Your goal:
Exactly reproduce the line that contains "let mut cells = vec![1.0, 2.0, 3.0, 4.0];" and all lines after it in the entries below, through the very last line.

The data:
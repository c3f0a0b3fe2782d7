//! Recursive midpoint displacement ("diamond-square")
//!
//! Operates on a square row-major grid of side `2^L + 1`. Every pass fills the
//! centers of all squares of the current width, then the midpoints of all
//! their edges, then halves the width. The random perturbation is the same at
//! every width, which keeps small-scale roughness high.

use std::ops::Range;

use rand::Rng;

/// Range of the initial corner elevations
pub const CORNER_RANGE: Range<f64> = -500.0..1500.0;

/// Range of the perturbation added to every generated midpoint
pub const DISPLACEMENT_RANGE: Range<f64> = -200.0..200.0;

// ============================================================================
// GRID HELPERS
// ============================================================================

#[inline]
fn index(size: usize, x: usize, y: usize) -> usize {
    y * size + x
}

/// Seed the four corner cells with independent uniform samples
pub fn seed_corners<R: Rng + ?Sized>(cells: &mut [f64], size: usize, rng: &mut R) {
    let last = size - 1;
    for (x, y) in [(0, 0), (last, 0), (0, last), (last, last)] {
        cells[index(size, x, y)] = rng.gen_range(CORNER_RANGE);
    }
}

/// Fill every non-corner cell by repeated midpoint displacement
///
/// Corner cells must already be set and are never written.
pub fn subdivide<R: Rng + ?Sized>(cells: &mut [f64], size: usize, rng: &mut R) {
    let mut width = size.saturating_sub(1);

    while width >= 1 {
        let half = width / 2;
        if half >= 1 {
            square_step(cells, size, width, rng);
            edge_step(cells, size, width, rng);
        }
        width /= 2;
    }
}

// ============================================================================
// DISPLACEMENT STEPS
// ============================================================================

/// Centers of every `width`-sized square: corner mean plus perturbation
fn square_step<R: Rng + ?Sized>(cells: &mut [f64], size: usize, width: usize, rng: &mut R) {
    let half = width / 2;

    for y in (0..size - 1).step_by(width) {
        for x in (0..size - 1).step_by(width) {
            let average = (cells[index(size, x, y)]
                + cells[index(size, x + width, y)]
                + cells[index(size, x, y + width)]
                + cells[index(size, x + width, y + width)])
                / 4.0;

            cells[index(size, x + half, y + half)] = average + rng.gen_range(DISPLACEMENT_RANGE);
        }
    }
}

/// Edge midpoints of every `width`-sized square
///
/// Each midpoint sits between two square corners and one or two square
/// centers. A center outside the grid is dropped from the mean, so boundary
/// midpoints divide by 3 instead of 4.
fn edge_step<R: Rng + ?Sized>(cells: &mut [f64], size: usize, width: usize, rng: &mut R) {
    let half = width / 2;

    for y in (0..size).step_by(half) {
        // Rows on the square lattice hold horizontal edge midpoints at odd
        // multiples of `half`; rows between them hold vertical ones at even.
        let x_start = if (y / half) % 2 == 0 { half } else { 0 };

        for x in (x_start..size).step_by(width) {
            let mut sum = 0.0;
            let mut count = 0;

            let neighbours = [
                (x.checked_sub(half), Some(y)),
                (Some(x + half), Some(y)),
                (Some(x), y.checked_sub(half)),
                (Some(x), Some(y + half)),
            ];
            for (nx, ny) in neighbours {
                if let (Some(nx), Some(ny)) = (nx, ny) {
                    if nx < size && ny < size {
                        sum += cells[index(size, nx, ny)];
                        count += 1;
                    }
                }
            }

            cells[index(size, x, y)] = sum / count as f64 + rng.gen_range(DISPLACEMENT_RANGE);
        }
    }
}

// ============================================================================
// SMOOTHING
// ============================================================================

/// One 3x3 weighted blur over interior cells (1-2-1 / 2-4-2 / 1-2-1, over 16)
///
/// Reads from a snapshot of the input so the pass is not cumulative.
pub fn smooth(cells: &mut [f64], size: usize) {
    if size < 3 {
        return;
    }

    const KERNEL: [[f64; 3]; 3] = [[1.0, 2.0, 1.0], [2.0, 4.0, 2.0], [1.0, 2.0, 1.0]];

    let source = cells.to_vec();
    for y in 1..size - 1 {
        for x in 1..size - 1 {
            let mut value = 0.0;
            for (dy, row) in KERNEL.iter().enumerate() {
                for (dx, weight) in row.iter().enumerate() {
                    value += source[index(size, x + dx - 1, y + dy - 1)] * weight;
                }
            }
            cells[index(size, x, y)] = value / 16.0;
        }
    }
}

#[cfg(test)]
mod tests {
    use super::*;
    use rand::SeedableRng;
    use rand_chacha::ChaCha8Rng;

    fn seeded_grid(size: usize, seed: u64) -> (Vec<f64>, ChaCha8Rng) {
        let mut rng = ChaCha8Rng::seed_from_u64(seed);
        let mut cells = vec![f64::NAN; size * size];
        seed_corners(&mut cells, size, &mut rng);
        (cells, rng)
    }

    #[test]
    fn test_corners_in_range() {
        let (cells, _) = seeded_grid(17, 7);
        for (x, y) in [(0, 0), (16, 0), (0, 16), (16, 16)] {
            let value = cells[index(17, x, y)];
            assert!(CORNER_RANGE.contains(&value), "corner {} out of range", value);
        }
    }

    #[test]
    fn test_subdivide_preserves_corners() {
        let (mut cells, mut rng) = seeded_grid(33, 11);
        let corners: Vec<f64> = [(0, 0), (32, 0), (0, 32), (32, 32)]
            .iter()
            .map(|&(x, y)| cells[index(33, x, y)])
            .collect();

        subdivide(&mut cells, 33, &mut rng);

        let after: Vec<f64> = [(0, 0), (32, 0), (0, 32), (32, 32)]
            .iter()
            .map(|&(x, y)| cells[index(33, x, y)])
            .collect();
        assert_eq!(corners, after);
    }

    #[test]
    fn test_lod_one_fills_every_cell() {
        let (mut cells, mut rng) = seeded_grid(3, 3);
        subdivide(&mut cells, 3, &mut rng);
        assert!(cells.iter().all(|v| v.is_finite()), "cells: {:?}", cells);
    }

    #[test]
    fn test_subdivide_fills_large_grid() {
        let (mut cells, mut rng) = seeded_grid(65, 99);
        subdivide(&mut cells, 65, &mut rng);
        assert!(cells.iter().all(|v| v.is_finite()));
    }

    #[test]
    fn test_boundary_midpoint_divides_by_three() {
        // Flat corners and a zero-width displacement range isolate the mean
        let mut cells = vec![f64::NAN; 9];
        for (x, y) in [(0, 0), (2, 0), (0, 2), (2, 2)] {
            cells[index(3, x, y)] = 300.0;
        }
        cells[index(3, 1, 1)] = 0.0;

        let mut rng = ChaCha8Rng::seed_from_u64(0);
        edge_step(&mut cells, 3, 2, &mut rng);

        // (300 + 300 + 0) / 3 = 200, then perturbed within +-200
        for (x, y) in [(1, 0), (0, 1), (2, 1), (1, 2)] {
            let value = cells[index(3, x, y)];
            assert!((0.0..400.0).contains(&value), "edge value {}", value);
        }
    }

    #[test]
    fn test_smooth_single_pass() {
        // A single spike spreads into its neighbours exactly once
        let mut cells = vec![0.0; 25];
        cells[index(5, 2, 2)] = 16.0;

        smooth(&mut cells, 5);

        assert_eq!(cells[index(5, 2, 2)], 4.0);
        assert_eq!(cells[index(5, 1, 2)], 2.0);
        assert_eq!(cells[index(5, 1, 1)], 1.0);
        assert_eq!(cells[index(5, 3, 3)], 1.0);
        // Border cells are untouched
        assert_eq!(cells[index(5, 0, 0)], 0.0);
    }

    #[test]
    fn test_smooth_small_grid_noop() {
        let mut cells = vec![1.0, 2.0, 3.0, 4.0];
        smooth(&mut cells, 2);
        assert_eq!(cells, vec![1.0, 2.0, 3.0, 4.0]);
    }
}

Finished exercise:
        let mut cells = vec![1.0, 2.0, 3.0, 4.0];
        smooth(&mut cells, 2);
        assert_eq!(cells, vec![1.0, 2.0, 3.0, 4.0]);
    }
}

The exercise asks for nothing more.